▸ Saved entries
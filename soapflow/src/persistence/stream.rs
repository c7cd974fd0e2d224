//! The binary object stream used to externalize messages.
//!
//! Every value is written big-endian. Strings and blobs are prefixed with a
//! `u32` length; optional values with a presence flag.

use crate::errors::SoapflowError;
use bytes::{Buf, BufMut, Bytes, BytesMut};
use serde::de::DeserializeOwned;
use serde::Serialize;
use tracing::warn;

/// Appends primitive values to a growable buffer.
#[derive(Debug, Default)]
pub struct ObjectWriter {
    buf: BytesMut,
}

impl ObjectWriter {
    /// Creates an empty writer.
    #[must_use]
    pub fn new() -> Self {
        Self::default()
    }

    /// Writes a signed 64-bit integer.
    pub fn write_i64(&mut self, value: i64) {
        self.buf.put_i64(value);
    }

    /// Writes a signed 32-bit integer.
    pub fn write_i32(&mut self, value: i32) {
        self.buf.put_i32(value);
    }

    /// Writes a boolean as one byte.
    pub fn write_bool(&mut self, value: bool) {
        self.buf.put_u8(u8::from(value));
    }

    /// Writes a length-prefixed UTF-8 string.
    pub fn write_utf(&mut self, value: &str) -> Result<(), SoapflowError> {
        self.write_blob(value.as_bytes())
    }

    /// Writes a presence flag followed by the string, if any.
    pub fn write_optional_utf(&mut self, value: Option<&str>) -> Result<(), SoapflowError> {
        self.write_bool(value.is_some());
        match value {
            Some(value) => self.write_utf(value),
            None => Ok(()),
        }
    }

    /// Writes length-prefixed raw bytes.
    ///
    /// # Errors
    ///
    /// Returns `Serialization` when `value` does not fit a `u32` length
    /// prefix; nothing is written in that case.
    pub fn write_blob(&mut self, value: &[u8]) -> Result<(), SoapflowError> {
        let len = length_prefix(value.len())?;
        self.buf.put_u32(len);
        self.buf.put_slice(value);
        Ok(())
    }

    /// Writes a presence flag followed by the bytes, if any.
    pub fn write_optional_blob(&mut self, value: Option<&[u8]>) -> Result<(), SoapflowError> {
        self.write_bool(value.is_some());
        match value {
            Some(value) => self.write_blob(value),
            None => Ok(()),
        }
    }

    /// Writes `value` as a JSON blob.
    pub fn write_json<T: Serialize + ?Sized>(&mut self, value: &T) -> Result<(), SoapflowError> {
        let encoded = serde_json::to_vec(value)?;
        self.write_blob(&encoded)
    }

    /// Writes a section marker.
    pub fn write_marker(&mut self, marker: &str) -> Result<(), SoapflowError> {
        self.write_utf(marker)
    }

    /// Number of bytes written so far.
    #[must_use]
    pub fn len(&self) -> usize {
        self.buf.len()
    }

    /// Returns true if nothing was written.
    #[must_use]
    pub fn is_empty(&self) -> bool {
        self.buf.is_empty()
    }

    /// Finishes writing.
    #[must_use]
    pub fn into_bytes(self) -> Bytes {
        self.buf.freeze()
    }
}

fn length_prefix(len: usize) -> Result<u32, SoapflowError> {
    u32::try_from(len).map_err(|_| {
        SoapflowError::serialization(format!(
            "value of {len} bytes exceeds the {} byte length limit",
            u32::MAX
        ))
    })
}

/// Reads values written by an [`ObjectWriter`], in the same order.
#[derive(Debug, Clone)]
pub struct ObjectReader {
    buf: Bytes,
}

impl ObjectReader {
    /// Reads from `bytes`.
    #[must_use]
    pub fn new(bytes: impl Into<Bytes>) -> Self {
        Self { buf: bytes.into() }
    }

    fn ensure(&self, needed: usize, what: &str) -> Result<(), SoapflowError> {
        if self.buf.remaining() < needed {
            return Err(SoapflowError::serialization(format!(
                "stream truncated reading {what}: need {needed} bytes, {} left",
                self.buf.remaining()
            )));
        }
        Ok(())
    }

    /// Reads a signed 64-bit integer.
    pub fn read_i64(&mut self) -> Result<i64, SoapflowError> {
        self.ensure(8, "i64")?;
        Ok(self.buf.get_i64())
    }

    /// Reads a signed 32-bit integer.
    pub fn read_i32(&mut self) -> Result<i32, SoapflowError> {
        self.ensure(4, "i32")?;
        Ok(self.buf.get_i32())
    }

    /// Reads a boolean.
    pub fn read_bool(&mut self) -> Result<bool, SoapflowError> {
        self.ensure(1, "bool")?;
        match self.buf.get_u8() {
            0 => Ok(false),
            1 => Ok(true),
            other => Err(SoapflowError::serialization(format!("invalid bool byte {other}"))),
        }
    }

    /// Reads length-prefixed raw bytes without copying.
    pub fn read_blob(&mut self) -> Result<Bytes, SoapflowError> {
        self.ensure(4, "length prefix")?;
        let len = self.buf.get_u32() as usize;
        self.ensure(len, "blob")?;
        Ok(self.buf.split_to(len))
    }

    /// Reads a presence flag and the bytes, if present.
    pub fn read_optional_blob(&mut self) -> Result<Option<Bytes>, SoapflowError> {
        if self.read_bool()? {
            self.read_blob().map(Some)
        } else {
            Ok(None)
        }
    }

    /// Reads a length-prefixed UTF-8 string.
    pub fn read_utf(&mut self) -> Result<String, SoapflowError> {
        let raw = self.read_blob()?;
        String::from_utf8(raw.to_vec())
            .map_err(|e| SoapflowError::serialization(format!("invalid UTF-8 in stream: {e}")))
    }

    /// Reads a presence flag and the string, if present.
    pub fn read_optional_utf(&mut self) -> Result<Option<String>, SoapflowError> {
        if self.read_bool()? {
            self.read_utf().map(Some)
        } else {
            Ok(None)
        }
    }

    /// Reads a JSON blob into `T`.
    pub fn read_json<T: DeserializeOwned>(&mut self) -> Result<T, SoapflowError> {
        let raw = self.read_blob()?;
        Ok(serde_json::from_slice(&raw)?)
    }

    /// Reads a section marker. A different marker is logged and otherwise
    /// ignored; markers only cross-check the layout.
    pub fn read_marker(&mut self, expected: &str) -> Result<String, SoapflowError> {
        let found = self.read_utf()?;
        if found != expected {
            warn!(expected, found = %found, "Stream marker mismatch");
        }
        Ok(found)
    }

    /// Returns the next string without consuming it.
    pub fn peek_utf(&self) -> Result<String, SoapflowError> {
        self.clone().read_utf()
    }

    /// Bytes left to read.
    #[must_use]
    pub fn remaining(&self) -> usize {
        self.buf.remaining()
    }
}

#[cfg(test)]
mod tests {
    use super::*;
    use pretty_assertions::assert_eq;
    use serde_json::json;

    #[test]
    fn test_values_read_back_in_order() {
        let mut writer = ObjectWriter::new();
        writer.write_i64(-7);
        writer.write_i32(42);
        writer.write_bool(true);
        writer.write_utf("héllo").unwrap();
        writer.write_optional_utf(None).unwrap();
        writer.write_optional_blob(Some(b"raw")).unwrap();
        writer.write_json(&json!({"a": 1})).unwrap();

        let mut reader = ObjectReader::new(writer.into_bytes());
        assert_eq!(reader.read_i64().unwrap(), -7);
        assert_eq!(reader.read_i32().unwrap(), 42);
        assert!(reader.read_bool().unwrap());
        assert_eq!(reader.read_utf().unwrap(), "héllo");
        assert_eq!(reader.read_optional_utf().unwrap(), None);
        assert_eq!(reader.read_optional_blob().unwrap().unwrap().as_ref(), b"raw");
        assert_eq!(reader.read_json::<serde_json::Value>().unwrap(), json!({"a": 1}));
        assert_eq!(reader.remaining(), 0);
    }

    #[test]
    fn test_truncated_stream_is_an_error() {
        let mut writer = ObjectWriter::new();
        writer.write_i32(1);
        let mut reader = ObjectReader::new(writer.into_bytes());

        let err = reader.read_i64().unwrap_err();
        assert!(matches!(err, SoapflowError::Serialization(_)));
        assert!(err.to_string().contains("truncated"));
    }

    #[test]
    fn test_blob_length_beyond_stream_is_an_error() {
        let mut writer = ObjectWriter::new();
        writer.write_i32(1_000);
        let mut reader = ObjectReader::new(writer.into_bytes());

        assert!(reader.read_blob().is_err());
    }

    #[test]
    fn test_marker_mismatch_is_tolerated() {
        let mut writer = ObjectWriter::new();
        writer.write_marker("options").unwrap();
        writer.write_i32(5);
        let mut reader = ObjectReader::new(writer.into_bytes());

        assert_eq!(reader.read_marker("properties").unwrap(), "options");
        assert_eq!(reader.read_i32().unwrap(), 5);
    }

    #[test]
    fn test_peek_does_not_consume() {
        let mut writer = ObjectWriter::new();
        writer.write_utf("next").unwrap();
        let mut reader = ObjectReader::new(writer.into_bytes());

        assert_eq!(reader.peek_utf().unwrap(), "next");
        assert_eq!(reader.read_utf().unwrap(), "next");
    }

    #[test]
    #[cfg(target_pointer_width = "64")]
    fn test_oversized_length_is_an_error() {
        assert_eq!(length_prefix(3).unwrap(), 3);
        assert_eq!(length_prefix(u32::MAX as usize).unwrap(), u32::MAX);

        let err = length_prefix(u32::MAX as usize + 1).unwrap_err();
        assert!(matches!(err, SoapflowError::Serialization(_)));
        assert!(err.to_string().contains("length limit"));
    }

    #[test]
    fn test_invalid_bool_byte_rejected() {
        let mut reader = ObjectReader::new(Bytes::from_static(&[7]));
        assert!(reader.read_bool().is_err());
    }
}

▸ DIRECTIONS
Scan each line of the entries above for the word "héllo" and report how many lines contain it, with nothing else.

▸ YOUR SOLUTION
2